Chinitz: Well, I think it’s first important to say that I'm not sure that we have proven therapies, but we do have a lot of options for the treatment of atrial fibrillation, and we've learned a lot about it over time. That certainly helps us in making the appropriate choices.
So, one thing we do know about atrial fibrillation is that it never goes away by itself. It is a progressive process such that over time, patients are going to experience more and more episodes of atrial fibrillation, and that over that period of time, it's going to be more difficult to keep them in a normal rhythm.
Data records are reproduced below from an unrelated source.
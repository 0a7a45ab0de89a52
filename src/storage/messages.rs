//! 频道消息：采集入库（按 channel + message_id 去重）、分类结果回写、按日期 / 类别检索

use chrono::{DateTime, TimeZone, Utc};
use serde::{Deserialize, Serialize};
use sqlx::sqlite::SqliteRow;
use sqlx::{QueryBuilder, Row, Sqlite};

use super::{now_millis, Database, StorageResult};

/// 已入库的频道消息
#[derive(Debug, Clone, PartialEq, Serialize, Deserialize)]
pub struct ChannelMessage {
    pub id: i64,
    pub channel: String,
    pub message_id: i64,
    pub text: String,
    pub date: DateTime<Utc>,
    pub category: Option<String>,
    /// 分类置信度 1..=5
    pub confidence: Option<u8>,
    pub created_at: i64,
}

/// 待入库的频道消息
#[derive(Debug, Clone)]
pub struct NewChannelMessage {
    pub channel: String,
    pub message_id: i64,
    pub text: String,
    pub date: DateTime<Utc>,
}

/// 检索条件；start / end 为闭区间
#[derive(Debug, Clone, Default)]
pub struct MessageFilter {
    pub start: Option<DateTime<Utc>>,
    pub end: Option<DateTime<Utc>>,
    pub category: Option<String>,
    pub channels: Vec<String>,
    /// 正文子串（大小写敏感，由 SQLite LIKE 处理 ASCII 大小写）
    pub query: Option<String>,
    pub only_unanalyzed: bool,
    /// 按时间倒序（先取最新）
    pub newest_first: bool,
    pub limit: Option<i64>,
}

const COLUMNS: &str = "id, channel, message_id, text, date, category, confidence, created_at";

fn row_to_message(row: &SqliteRow) -> ChannelMessage {
    let date_ms: i64 = row.get("date");
    ChannelMessage {
        id: row.get("id"),
        channel: row.get("channel"),
        message_id: row.get("message_id"),
        text: row.get("text"),
        date: Utc.timestamp_millis_opt(date_ms).single().unwrap_or_default(),
        category: row.get("category"),
        confidence: row
            .get::<Option<i64>, _>("confidence")
            .map(|c| c.clamp(1, 5) as u8),
        created_at: row.get("created_at"),
    }
}

impl Database {
    /// 保存消息；(channel, message_id) 已存在时返回 None
    pub async fn save_message(&self, msg: &NewChannelMessage) -> StorageResult<Option<i64>> {
        let result = sqlx::query(
            "INSERT OR IGNORE INTO messages (channel, message_id, text, date, created_at)
             VALUES (?, ?, ?, ?, ?)",
        )
        .bind(&msg.channel)
        .bind(msg.message_id)
        .bind(&msg.text)
        .bind(msg.date.timestamp_millis())
        .bind(now_millis())
        .execute(self.pool())
        .await?;

        if result.rows_affected() == 0 {
            Ok(None)
        } else {
            Ok(Some(result.last_insert_rowid()))
        }
    }

    pub async fn get_message(&self, id: i64) -> StorageResult<Option<ChannelMessage>> {
        let row = sqlx::query(&format!("SELECT {COLUMNS} FROM messages WHERE id = ?"))
            .bind(id)
            .fetch_optional(self.pool())
            .await?;
        Ok(row.as_ref().map(row_to_message))
    }

    /// 尚未分类的消息，按时间正序
    pub async fn unanalyzed_messages(&self, limit: i64) -> StorageResult<Vec<ChannelMessage>> {
        self.find_messages(&MessageFilter {
            only_unanalyzed: true,
            limit: Some(limit),
            ..Default::default()
        })
        .await
    }

    pub async fn count_unanalyzed(&self) -> StorageResult<i64> {
        let row: (i64,) = sqlx::query_as("SELECT COUNT(*) FROM messages WHERE category IS NULL")
            .fetch_one(self.pool())
            .await?;
        Ok(row.0)
    }

    /// 回写分类结果；消息不存在时返回 false
    pub async fn update_category(&self, id: i64, category: &str, confidence: u8) -> StorageResult<bool> {
        let result = sqlx::query("UPDATE messages SET category = ?, confidence = ? WHERE id = ?")
            .bind(category)
            .bind(i64::from(confidence.clamp(1, 5)))
            .bind(id)
            .execute(self.pool())
            .await?;
        Ok(result.rows_affected() > 0)
    }

    /// 置信度不高于阈值的已分类消息，最新的在前
    pub async fn low_confidence_messages(&self, threshold: u8, limit: i64) -> StorageResult<Vec<ChannelMessage>> {
        let rows = sqlx::query(&format!(
            "SELECT {COLUMNS} FROM messages
             WHERE category IS NOT NULL AND confidence <= ?
             ORDER BY date DESC LIMIT ?"
        ))
        .bind(i64::from(threshold))
        .bind(limit)
        .fetch_all(self.pool())
        .await?;
        Ok(rows.iter().map(row_to_message).collect())
    }

    pub async fn count_low_confidence(&self, threshold: u8) -> StorageResult<i64> {
        let row: (i64,) = sqlx::query_as(
            "SELECT COUNT(*) FROM messages WHERE category IS NOT NULL AND confidence <= ?",
        )
        .bind(i64::from(threshold))
        .fetch_one(self.pool())
        .await?;
        Ok(row.0)
    }

    /// 按条件检索，按消息时间正序
    pub async fn find_messages(&self, filter: &MessageFilter) -> StorageResult<Vec<ChannelMessage>> {
        let mut qb: QueryBuilder<Sqlite> =
            QueryBuilder::new(format!("SELECT {COLUMNS} FROM messages WHERE 1 = 1"));

        if let Some(start) = filter.start {
            qb.push(" AND date >= ").push_bind(start.timestamp_millis());
        }
        if let Some(end) = filter.end {
            qb.push(" AND date <= ").push_bind(end.timestamp_millis());
        }
        if let Some(category) = &filter.category {
            qb.push(" AND category = ").push_bind(category.clone());
        }
        if filter.only_unanalyzed {
            qb.push(" AND category IS NULL");
        }
        if !filter.channels.is_empty() {
            qb.push(" AND channel IN (");
            let mut sep = qb.separated(", ");
            for ch in &filter.channels {
                sep.push_bind(ch.clone());
            }
            sep.push_unseparated(")");
        }
        if let Some(q) = filter.query.as_ref().filter(|q| !q.is_empty()) {
            qb.push(" AND text LIKE ").push_bind(format!("%{}%", q));
        }
        if filter.newest_first {
            qb.push(" ORDER BY date DESC, id DESC");
        } else {
            qb.push(" ORDER BY date ASC, id ASC");
        }
        if let Some(limit) = filter.limit {
            qb.push(" LIMIT ").push_bind(limit);
        }

        let rows = qb.build().fetch_all(self.pool()).await?;
        Ok(rows.iter().map(row_to_message).collect())
    }

    /// 最近一次入库时间（毫秒），用于判断是否需要重新采集
    pub async fn last_collected_at(&self) -> StorageResult<Option<i64>> {
        let row: (Option<i64>,) = sqlx::query_as("SELECT MAX(created_at) FROM messages")
            .fetch_one(self.pool())
            .await?;
        Ok(row.0)
    }
}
So one of the things that we've learned is that we need to intervene relatively early—whether we're going to intervene with medical therapy, or intervene with catheter ablation, or whatever tool we decide. We need to make a decision that somebody needs to be treated and we need to treat them early, because that will translate into greater success.
And one of the reasons that you really need to intervene is because of the very substantial risk of stroke. Stroke risks vary based on patient age and other factors, but we need to identify the patient's we need to recognize that they need therapy and we need to deliver that therapy in a prompt manner. And I think that sort of is the theme that overrides everything else that we talk about, because you can argue for hours about medical therapy versus catheter-based therapy versus surgical therapy. And there are cogent arguments that can be made in each of those areas.
We believe very strongly in catheter ablation, and I think recent data has shown that it can be a very effective procedure in the right patient, that we can perform it safely and that patients clearly have a better quality of life after catheter-based therapy. And there is some provocative data to suggest that stroke risk could be lowered, that longevity could be affected. So in the proper hands, catheter ablation is a very powerful tool.
But then there clearly are patients who are more amenable for medical therapy, and if they're managed well, they will do well. So for me, it's not so much that I know exactly the right way or the best way to treat it. I think it needs to be individualized. But what we have learned in the past decade is that it needs to be addressed.
I think in the past, physicians often said, “Well you know, you could live with this, just forget about it, or take an aspirin.” I think there was a time when we really didn't have that much to do and we didn't know as much about it, so it was under-emphasized. I think we've come full spectrum away from that, and I think we urge our primary care colleagues to make sure patients are appropriately monitored and identified, and intervened upon relatively early.